Veletri is a potent pulmonary and systemic vasodilator. The cardiovascular effects during infusion disappear within 30 min of the end of administration.
Veletri is a potent inhibitor of platelet aggregation, therefore an increased risk for haemorrhagic complications should be considered, particularly for patients with other risk factors for bleeding (see Interactions).
If excessive hypotension occurs during administration of Veletri, the dose should be reduced or the infusion discontinued. Hypotension may be profound in overdose and may result in loss of consciousness (see Overdosage).
Blood pressure and heart rate should be monitored during administration of Veletri.
Veletri may either decrease or increase heart rate.
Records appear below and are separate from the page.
// 该文件是 Shanan （山南西风） 项目的一部分。
// src/report.rs - 检测报告
//
// 本文件根据 Apache 许可证第 2.0 版（以下简称“许可证”）授权使用；
// 除非遵守该许可证条款，否则您不得使用本文件。
// 您可通过以下网址获取许可证副本：
// http://www.apache.org/licenses/LICENSE-2.0
// 除非适用法律要求或书面同意，根据本许可协议分发的软件均按“原样”提供，
// 不附带任何形式的明示或暗示的保证或条件。
// 有关许可权限与限制的具体条款，请参阅本许可协议。
//
// Copyright (C) 2026 Johann Li <me@qinka.pro>, Wareless Group

use std::{
  fs::File,
  io::{BufWriter, Stdout, Write},
  time::Duration,
};

use serde::Serialize;
use thiserror::Error;
use url::Url;

use crate::{FromUrl, frame::Frame, model::Detection, pipeline::BatchOutput};

#[cfg(feature = "directory_record")]
mod directory_report;
#[cfg(feature = "directory_record")]
pub use self::directory_report::{DirectoryReport, DirectoryReportError};

#[derive(Error, Debug)]
pub enum ReportError {
  #[error("序列化错误: {0}")]
  Serialize(#[from] serde_json::Error),
  #[error("I/O 错误: {0}")]
  Io(#[from] std::io::Error),
  #[error("URI 方案不匹配")]
  SchemeMismatch,
  #[error("帧数量 {frames} 与结果数量 {results} 不一致")]
  LengthMismatch { frames: usize, results: usize },
  #[cfg(feature = "directory_record")]
  #[error("目录报告错误: {0}")]
  Directory(#[from] DirectoryReportError),
}

/// 一个批次的检测报告，字段按声明顺序序列化
#[derive(Debug, Clone, PartialEq, Serialize)]
pub struct BatchReport {
  pub preprocess_time: f64,
  pub inference_time: f64,
  pub postprocess_time: f64,
  pub results: Vec<ImageReport>,
}

#[derive(Debug, Clone, PartialEq, Serialize)]
pub struct ImageReport {
  pub file: String,
  pub objects: Vec<ObjectReport>,
}

#[derive(Debug, Clone, PartialEq, Serialize)]
pub struct ObjectReport {
  pub position: [i64; 4],
  pub confidence_score: f32,
}

impl From<&Detection> for ObjectReport {
  fn from(detection: &Detection) -> Self {
    Self {
      position: detection.bbox.map(|v| v.trunc() as i64),
      confidence_score: detection.score,
    }
  }
}

fn millis(d: Duration) -> f64 {
  d.as_nanos() as f64 / 1_000_000.0
}

impl BatchReport {
  /// 由输入帧与对应结果构造报告，被丢弃的帧不出现在 `results` 中
  pub fn new(frames: &[Frame], output: &BatchOutput) -> Result<Self, ReportError> {
    if frames.len() != output.results.len() {
      return Err(ReportError::LengthMismatch {
        frames: frames.len(),
        results: output.results.len(),
      });
    }

    let results = frames
      .iter()
      .zip(output.results.iter())
      .filter_map(|(frame, result)| {
        result.as_ref().map(|result| ImageReport {
          file: frame.id().to_string(),
          objects: result.iter().map(ObjectReport::from).collect(),
        })
      })
      .collect();

    Ok(Self {
      preprocess_time: millis(output.timings.preprocess),
      inference_time: millis(output.timings.inference),
      postprocess_time: millis(output.timings.postprocess),
      results,
    })
  }
}

/// 批次结果的记录端
pub trait Record {
  type Error;
  fn record(&mut self, frames: &[Frame], output: &BatchOutput) -> Result<(), Self::Error>;
}

impl<R: Record> Record for &mut R {
  type Error = R::Error;

  fn record(&mut self, frames: &[Frame], output: &BatchOutput) -> Result<(), Self::Error> {
    (**self).record(frames, output)
  }
}

/// 每个批次写一行 JSON
pub struct JsonWriterReport<W: Write> {
  writer: W,
}

impl<W: Write> JsonWriterReport<W> {
  pub fn new(writer: W) -> Self {
    Self { writer }
  }

  pub fn into_inner(self) -> W {
    self.writer
  }
}

impl<W: Write> Record for JsonWriterReport<W> {
  type Error = ReportError;

  fn record(&mut self, frames: &[Frame], output: &BatchOutput) -> Result<(), Self::Error> {
    let report = BatchReport::new(frames, output)?;
    serde_json::to_writer(&mut self.writer, &report)?;
    self.writer.write_all(b"\n")?;
    self.writer.flush()?;
    Ok(())
  }
}

pub enum ReportWrapper {
  Stdout(JsonWriterReport<Stdout>),
  File(JsonWriterReport<BufWriter<File>>),
  #[cfg(feature = "directory_record")]
  Directory(DirectoryReport),
}

impl ReportWrapper {
  pub fn stdout() -> Self {
    ReportWrapper::Stdout(JsonWriterReport::new(std::io::stdout()))
  }

  /// 缺省写到标准输出
  pub fn from_optional_url(url: Option<&Url>) -> Result<Self, ReportError> {
    url.map_or_else(|| Ok(Self::stdout()), Self::from_url)
  }
}

impl FromUrl for ReportWrapper {
  type Error = ReportError;

  fn from_url(url: &Url) -> Result<Self, Self::Error> {
    #[cfg(feature = "directory_record")]
    {
      use crate::FromUrlWithScheme;

      if url.scheme() == DirectoryReport::SCHEME {
        return Ok(ReportWrapper::Directory(DirectoryReport::from_url(url)?));
      }
    }
    match url.scheme() {
      "file" => {
        let file = File::create(url.path())?;
        Ok(ReportWrapper::File(JsonWriterReport::new(BufWriter::new(
          file,
        ))))
      }
      "stdout" => Ok(Self::stdout()),
      _ => Err(ReportError::SchemeMismatch),
    }
  }
}

impl Record for ReportWrapper {
  type Error = ReportError;

  fn record(&mut self, frames: &[Frame], output: &BatchOutput) -> Result<(), Self::Error> {
    match self {
      ReportWrapper::Stdout(report) => report.record(frames, output),
      ReportWrapper::File(report) => report.record(frames, output),
      #[cfg(feature = "directory_record")]
      ReportWrapper::Directory(report) => report.record(frames, output),
    }
  }
}
// 该文件是 Shanan （山南西风） 项目的一部分。
// src/args.rs - 命令行参数
//
// 本文件根据 Apache 许可证第 2.0 版（以下简称“许可证”）授权使用；
// 除非遵守该许可证条款，否则您不得使用本文件。
// 您可通过以下网址获取许可证副本：
// http://www.apache.org/licenses/LICENSE-2.0
// 除非适用法律要求或书面同意，根据本许可协议分发的软件均按“原样”提供，
// 不附带任何形式的明示或暗示的保证或条件。
// 有关许可权限与限制的具体条款，请参阅本许可协议。
//
// Copyright (C) 2026 Johann Li <me@qinka.pro>, Wareless Group

use clap::Args;
use url::Url;

use crate::{
  config::{ConfigError, PipelineConfig, SuppressionMode},
  frame::Size,
};

/// 流水线参数，各可执行文件共用
#[derive(Args, Debug, Clone)]
pub struct PipelineArgs {
  /// 推理引擎，例如 rknn:///path/to/model.rknn?device=0
  #[arg(long, value_name = "MODEL")]
  pub model: Url,

  /// 输入来源 (image:///path 或 v4l:///dev/video0)
  #[arg(long, value_name = "SOURCE")]
  pub input: Url,

  /// 报告输出 (folder:///path 或 file:///path.jsonl)，缺省写到标准输出
  #[arg(long, value_name = "OUTPUT")]
  pub output: Option<Url>,

  /// 输入帧宽度
  #[arg(long, default_value_t = 1920)]
  pub input_width: u32,

  /// 输入帧高度
  #[arg(long, default_value_t = 1080)]
  pub input_height: u32,

  /// 推理宽度
  #[arg(long, default_value_t = 608)]
  pub width: u32,

  /// 推理高度
  #[arg(long, default_value_t = 608)]
  pub height: u32,

  /// 置信度阈值 (0.0 - 1.0)
  #[arg(long, default_value_t = 0.1, value_name = "THRESHOLD")]
  pub conf: f32,

  /// NMS IOU 阈值 (0.0 - 1.0)
  #[arg(long, default_value_t = 0.4, value_name = "THRESHOLD")]
  pub iou: f32,

  /// 最大批次
  #[arg(long, default_value_t = 1)]
  pub max_batch: usize,

  /// 批内抑制方式: per-slot / shared-space
  #[arg(long, default_value = "per-slot")]
  pub suppression: SuppressionMode,

  /// 跨类别抑制
  #[arg(long)]
  pub class_agnostic: bool,

  /// 统计推理耗时
  #[arg(long)]
  pub profile: bool,

  /// 预热轮数
  #[arg(long, default_value_t = 0)]
  pub warm_up: usize,
}

impl PipelineArgs {
  pub fn to_config(&self) -> Result<PipelineConfig, ConfigError> {
    PipelineConfig::builder()
      .input(Size::new(self.input_width, self.input_height))
      .target(Size::new(self.width, self.height))
      .conf_threshold(self.conf)
      .iou_threshold(self.iou)
      .max_batch_size(self.max_batch)
      .suppression(self.suppression)
      .class_aware(!self.class_agnostic)
      .profiling(self.profile)
      .warm_up_rounds(self.warm_up)
      .build()
  }
}
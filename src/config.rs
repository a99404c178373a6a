// 该文件是 Shanan （山南西风） 项目的一部分。
// src/config.rs - 流水线配置
//
// 本文件根据 Apache 许可证第 2.0 版（以下简称“许可证”）授权使用；
// 除非遵守该许可证条款，否则您不得使用本文件。
// 您可通过以下网址获取许可证副本：
// http://www.apache.org/licenses/LICENSE-2.0
// 除非适用法律要求或书面同意，根据本许可协议分发的软件均按“原样”提供，
// 不附带任何形式的明示或暗示的保证或条件。
// 有关许可权限与限制的具体条款，请参阅本许可协议。
//
// Copyright (C) 2026 Johann Li <me@qinka.pro>, Wareless Group

use std::str::FromStr;

use thiserror::Error;
use tracing::debug;

use crate::frame::Size;

const DEFAULT_INPUT: Size = Size::new(1920, 1080);
const DEFAULT_TARGET: Size = Size::new(608, 608);
const DEFAULT_CONF_THRESHOLD: f32 = 0.1;
const DEFAULT_IOU_THRESHOLD: f32 = 0.4;
const DEFAULT_PAD_VALUE: u8 = 128;

/// 批内非极大值抑制的执行方式
#[derive(Debug, Clone, Copy, PartialEq, Eq, Default)]
pub enum SuppressionMode {
  /// 每个槽位独立抑制
  #[default]
  PerSlot,
  /// 按槽位平移到互不相交的坐标空间后统一抑制（兼容旧版输出）
  SharedSpace,
}

impl FromStr for SuppressionMode {
  type Err = ConfigError;

  fn from_str(s: &str) -> Result<Self, Self::Err> {
    match s {
      "per-slot" => Ok(SuppressionMode::PerSlot),
      "shared-space" => Ok(SuppressionMode::SharedSpace),
      other => Err(ConfigError::UnknownSuppressionMode(other.to_string())),
    }
  }
}

#[derive(Error, Debug, PartialEq)]
pub enum ConfigError {
  #[error("{name} 分辨率无效: {size}")]
  InvalidResolution { name: &'static str, size: Size },
  #[error("{name} 阈值超出范围 [0, 1]: {value}")]
  ThresholdOutOfRange { name: &'static str, value: f32 },
  #[error("最大批次必须大于 0")]
  ZeroBatchSize,
  #[error("未知的抑制模式: {0} (可选 per-slot / shared-space)")]
  UnknownSuppressionMode(String),
}

/// 启动时解析一次的不可变配置
#[derive(Debug, Clone, PartialEq)]
pub struct PipelineConfig {
  input: Size,
  target: Size,
  conf_threshold: f32,
  iou_threshold: f32,
  max_batch_size: usize,
  suppression: SuppressionMode,
  class_aware: bool,
  profiling: bool,
  warm_up_rounds: usize,
  pad_value: u8,
}

impl PipelineConfig {
  pub fn builder() -> PipelineConfigBuilder {
    PipelineConfigBuilder::default()
  }

  pub fn input(&self) -> Size {
    self.input
  }

  pub fn target(&self) -> Size {
    self.target
  }

  pub fn conf_threshold(&self) -> f32 {
    self.conf_threshold
  }

  pub fn iou_threshold(&self) -> f32 {
    self.iou_threshold
  }

  pub fn max_batch_size(&self) -> usize {
    self.max_batch_size
  }

  pub fn suppression(&self) -> SuppressionMode {
    self.suppression
  }

  pub fn class_aware(&self) -> bool {
    self.class_aware
  }

  pub fn profiling(&self) -> bool {
    self.profiling
  }

  pub fn warm_up_rounds(&self) -> usize {
    self.warm_up_rounds
  }

  pub fn pad_value(&self) -> u8 {
    self.pad_value
  }
}

#[derive(Debug, Clone)]
pub struct PipelineConfigBuilder {
  input: Size,
  target: Size,
  conf_threshold: f32,
  iou_threshold: f32,
  max_batch_size: usize,
  suppression: SuppressionMode,
  class_aware: bool,
  profiling: bool,
  warm_up_rounds: usize,
  pad_value: u8,
}

impl Default for PipelineConfigBuilder {
  fn default() -> Self {
    Self {
      input: DEFAULT_INPUT,
      target: DEFAULT_TARGET,
      conf_threshold: DEFAULT_CONF_THRESHOLD,
      iou_threshold: DEFAULT_IOU_THRESHOLD,
      max_batch_size: 1,
      suppression: SuppressionMode::default(),
      class_aware: true,
      profiling: false,
      warm_up_rounds: 0,
      pad_value: DEFAULT_PAD_VALUE,
    }
  }
}

impl PipelineConfigBuilder {
  pub fn input(mut self, input: Size) -> Self {
    self.input = input;
    self
  }

  pub fn target(mut self, target: Size) -> Self {
    self.target = target;
    self
  }

  pub fn conf_threshold(mut self, threshold: f32) -> Self {
    self.conf_threshold = threshold;
    self
  }

  pub fn iou_threshold(mut self, threshold: f32) -> Self {
    self.iou_threshold = threshold;
    self
  }

  pub fn max_batch_size(mut self, max_batch_size: usize) -> Self {
    self.max_batch_size = max_batch_size;
    self
  }

  pub fn suppression(mut self, mode: SuppressionMode) -> Self {
    self.suppression = mode;
    self
  }

  pub fn class_aware(mut self, class_aware: bool) -> Self {
    self.class_aware = class_aware;
    self
  }

  pub fn profiling(mut self, profiling: bool) -> Self {
    self.profiling = profiling;
    self
  }

  pub fn warm_up_rounds(mut self, rounds: usize) -> Self {
    self.warm_up_rounds = rounds;
    self
  }

  pub fn pad_value(mut self, value: u8) -> Self {
    self.pad_value = value;
    self
  }

  pub fn build(self) -> Result<PipelineConfig, ConfigError> {
    if self.input.is_empty() {
      return Err(ConfigError::InvalidResolution {
        name: "输入",
        size: self.input,
      });
    }
    if self.target.is_empty() {
      return Err(ConfigError::InvalidResolution {
        name: "推理",
        size: self.target,
      });
    }
    check_threshold("置信度", self.conf_threshold)?;
    check_threshold("IoU", self.iou_threshold)?;
    if self.max_batch_size == 0 {
      return Err(ConfigError::ZeroBatchSize);
    }

    let config = PipelineConfig {
      input: self.input,
      target: self.target,
      conf_threshold: self.conf_threshold,
      iou_threshold: self.iou_threshold,
      max_batch_size: self.max_batch_size,
      suppression: self.suppression,
      class_aware: self.class_aware,
      profiling: self.profiling,
      warm_up_rounds: self.warm_up_rounds,
      pad_value: self.pad_value,
    };
    debug!("流水线配置: {:?}", config);
    Ok(config)
  }
}

fn check_threshold(name: &'static str, value: f32) -> Result<(), ConfigError> {
  if (0.0..=1.0).contains(&value) {
    Ok(())
  } else {
    Err(ConfigError::ThresholdOutOfRange { name, value })
  }
}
The change is thought to depend on both the basal heart rate and the infusion rate of Veletri administered.
The effects of Veletri on heart rate may be masked by concomitant use of drugs which affect cardiovascular reflexes.
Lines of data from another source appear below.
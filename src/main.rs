use std::path::PathBuf;

use argh::FromArgs;
use recipebook::console::EditorSource;
use recipebook::{LoadOutcome, RecipeStore, Session, logger};

#[derive(FromArgs)]
/// Interactive recipe book manager.
struct Options {
    /// recipe file to load and save (defaults to recipes.json)
    #[argh(option, short = 'f', default = "String::from(\"recipes.json\")")]
    file: String,

    /// enable debug logging
    #[argh(switch, short = 'v')]
    verbose: bool,
}

fn main() -> anyhow::Result<()> {
    let options: Options = argh::from_env();
    logger::init(options.verbose);

    println!("Welcome to Recipe Book Manager!");
    println!("{}", "=".repeat(50));

    let (book, outcome) = RecipeStore::load(PathBuf::from(&options.file));
    match outcome {
        LoadOutcome::Loaded(count) => println!("✓ Loaded {count} recipes from file."),
        LoadOutcome::Fresh => println!("Starting with a new recipe book!"),
        LoadOutcome::Recovered(_) => println!("Could not load recipes. Starting fresh."),
    }

    let mut input = EditorSource::new()?;
    let mut session = Session::new(book);
    session.run(&mut input, &mut std::io::stdout())?;

    println!("\nThanks for using Recipe Book Manager!");
    println!("Goodbye!");
    Ok(())
}
use std::io::Write;

use anyhow::Result;
use tracing::debug;

use crate::action::{self, Flow, MenuAction};
use crate::console::LineSource;
use crate::store::RecipeStore;

/// The interactive menu loop.
///
/// Owns the book and an ordered action registry; menu numbers are the
/// 1-based positions in that registry. [`Session::new`] wires up the
/// standard six-entry menu, [`Session::with_actions`] takes a custom one.
pub struct Session {
    book: RecipeStore,
    actions: Vec<Box<dyn MenuAction>>,
}

impl Session {
    /// Session with the standard menu (see [`action::default_actions`]).
    pub fn new(book: RecipeStore) -> Self {
        Self::with_actions(book, action::default_actions())
    }

    pub fn with_actions(book: RecipeStore, actions: Vec<Box<dyn MenuAction>>) -> Self {
        Self { book, actions }
    }

    /// Run the menu loop until save-and-exit or end of input.
    ///
    /// An unknown choice is reported and the loop continues; a `None`
    /// from the source at the menu prompt ends the loop without saving.
    pub fn run(&mut self, input: &mut dyn LineSource, out: &mut dyn Write) -> Result<()> {
        loop {
            self.print_menu(out)?;
            out.flush()?;

            let prompt = format!("\nYour choice (1-{}): ", self.actions.len());
            let Some(choice) = input.read_line(&prompt)? else {
                debug!("input ended; leaving menu loop");
                break;
            };

            let picked = choice
                .trim()
                .parse::<usize>()
                .ok()
                .and_then(|n| n.checked_sub(1))
                .and_then(|i| self.actions.get(i));
            let Some(action) = picked else {
                writeln!(
                    out,
                    "\nInvalid choice! Please enter 1-{}.",
                    self.actions.len()
                )?;
                continue;
            };

            match action.run(input, out, &mut self.book)? {
                Flow::Continue => {}
                Flow::Exit => break,
            }
        }
        Ok(())
    }

    fn print_menu(&self, out: &mut dyn Write) -> std::io::Result<()> {
        action::banner(out, "RECIPE BOOK MANAGER")?;
        for (i, entry) in self.actions.iter().enumerate() {
            writeln!(out, "{}. {}", i + 1, entry.label())?;
        }
        action::rule(out)
    }

    /// The book, for callers that want to look at it after the loop.
    pub fn book(&self) -> &RecipeStore {
        &self.book
    }
}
Extreme caution is advised in patients with coronary artery disease.
Elevated serum glucose levels have been reported (see Adverse Reactions).
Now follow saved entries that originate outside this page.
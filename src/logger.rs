use tracing_subscriber::{EnvFilter, layer::SubscriberExt, util::SubscriberInitExt};

/// Install the global tracing subscriber for the CLI.
///
/// `RUST_LOG` wins when set; otherwise `recipebook=debug` with `-v` and
/// `recipebook=info` without. Diagnostics go to stderr so they never
/// interleave with the menu on stdout.
pub fn init(verbose: bool) {
    let default = if verbose {
        "recipebook=debug,info"
    } else {
        "recipebook=info"
    };
    let filter = EnvFilter::try_from_default_env().unwrap_or_else(|_| EnvFilter::new(default));

    tracing_subscriber::registry()
        .with(filter)
        .with(
            tracing_subscriber::fmt::layer()
                .with_target(false)
                .with_writer(std::io::stderr)
                .compact(),
        )
        .init();
}
use std::collections::VecDeque;

use rustyline::DefaultEditor;
use rustyline::error::ReadlineError;

/// Line-oriented input for interactive prompting.
///
/// `Ok(None)` means input ended — end-of-file or an interrupt. Callers
/// treat that as "cancel what you were asking about", never as a reason
/// to tear the whole session down.
pub trait LineSource {
    fn read_line(&mut self, prompt: &str) -> anyhow::Result<Option<String>>;
}

/// Terminal-backed source with line editing and history.
pub struct EditorSource {
    editor: DefaultEditor,
}

impl EditorSource {
    pub fn new() -> anyhow::Result<Self> {
        Ok(Self {
            editor: DefaultEditor::new()?,
        })
    }
}

impl LineSource for EditorSource {
    fn read_line(&mut self, prompt: &str) -> anyhow::Result<Option<String>> {
        match self.editor.readline(prompt) {
            Ok(line) => {
                if !line.trim().is_empty() {
                    self.editor.add_history_entry(line.as_str())?;
                }
                Ok(Some(line))
            }
            Err(ReadlineError::Interrupted) | Err(ReadlineError::Eof) => Ok(None),
            Err(err) => Err(err.into()),
        }
    }
}

/// Memory-backed source that replays a fixed script, then reports end of
/// input. Prompts are ignored.
///
/// Public so tests (and embedding callers) can drive actions and whole
/// sessions without a terminal.
pub struct ScriptedSource {
    lines: VecDeque<String>,
}

impl ScriptedSource {
    pub fn new(lines: &[&str]) -> Self {
        Self {
            lines: lines.iter().map(|line| line.to_string()).collect(),
        }
    }
}

impl LineSource for ScriptedSource {
    fn read_line(&mut self, _prompt: &str) -> anyhow::Result<Option<String>> {
        Ok(self.lines.pop_front())
    }
}

#[cfg(test)]
mod tests {
    use super::*;

    #[test]
    fn test_scripted_source_replays_then_ends() {
        let mut source = ScriptedSource::new(&["first", "second"]);

        assert_eq!(source.read_line("> ").unwrap(), Some("first".to_string()));
        assert_eq!(source.read_line("> ").unwrap(), Some("second".to_string()));
        assert_eq!(source.read_line("> ").unwrap(), None);
        // Stays ended.
        assert_eq!(source.read_line("> ").unwrap(), None);
    }
}
use std::path::PathBuf;

use thiserror::Error;

/// Everything that can go wrong in the recipe book core.
///
/// Every variant is recoverable: the interactive session reports the error
/// and keeps running. Storage variants carry the offending path so the
/// message names the actual file.
#[derive(Error, Debug)]
pub enum RecipeError {
    #[error("could not read {}: {}", .path.display(), .source)]
    StorageRead {
        path: PathBuf,
        source: std::io::Error,
    },

    #[error("{} is not a valid recipe file: {}", .path.display(), .source)]
    StorageParse {
        path: PathBuf,
        source: serde_json::Error,
    },

    #[error("could not save {}: {}", .path.display(), .source)]
    StorageWrite {
        path: PathBuf,
        source: std::io::Error,
    },

    #[error("recipe '{0}' not found")]
    NotFound(String),

    #[error("{0}")]
    InvalidInput(String),

    #[error("invalid number")]
    InvalidSelection,

    #[error("the recipe book is empty")]
    EmptyStore,
}

pub type Result<T> = std::result::Result<T, RecipeError>;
The solvent contains no preservative; consequently a vial should be used once only and then discarded.
Pulmonary Arterial Hypertension: Some patients with pulmonary arterial hypertension have developed pulmonary oedema during dose-ranging, which may be associated with pulmonary veno-occlusive disease. Veletri must not be used chronically in patients who develop pulmonary oedema during dose initiation (see Contraindications).
Abrupt withdrawal or interruption of infusion must be avoided, except in life-threatening situations. An abrupt interruption of therapy can induce a rebound of pulmonary arterial hypertension, resulting in dizziness, asthenia, increase dyspnoea, and may lead to death (see Dosage & Administration).
Veletri is infused continuously through a permanent indwelling central venous catheter via a small, portable infusion pump. Thus, therapy with Veletri requires commitment by the patient to sterile drug reconstitution, drug administration, care of the permanent central venous catheter, and access to intense and ongoing patient education.
Aseptic conditions must be adhered to in preparing the drug and in the care of the catheter. Even brief interruptions in the delivery of Veletri may result in rapid symptomatic deterioration. The decision to administer Veletri for pulmonary arterial hypertension should be based upon the patient's understanding that there is a high likelihood that therapy with Veletri will be needed for prolonged periods, possibly years, and the patient's ability to accept and care for a permanent i.v. catheter and infusion pump should be carefully considered.
Effects on ability to drive and use machines: Pulmonary arterial hypertension and its therapeutic management may affect the ability to drive and operate machinery.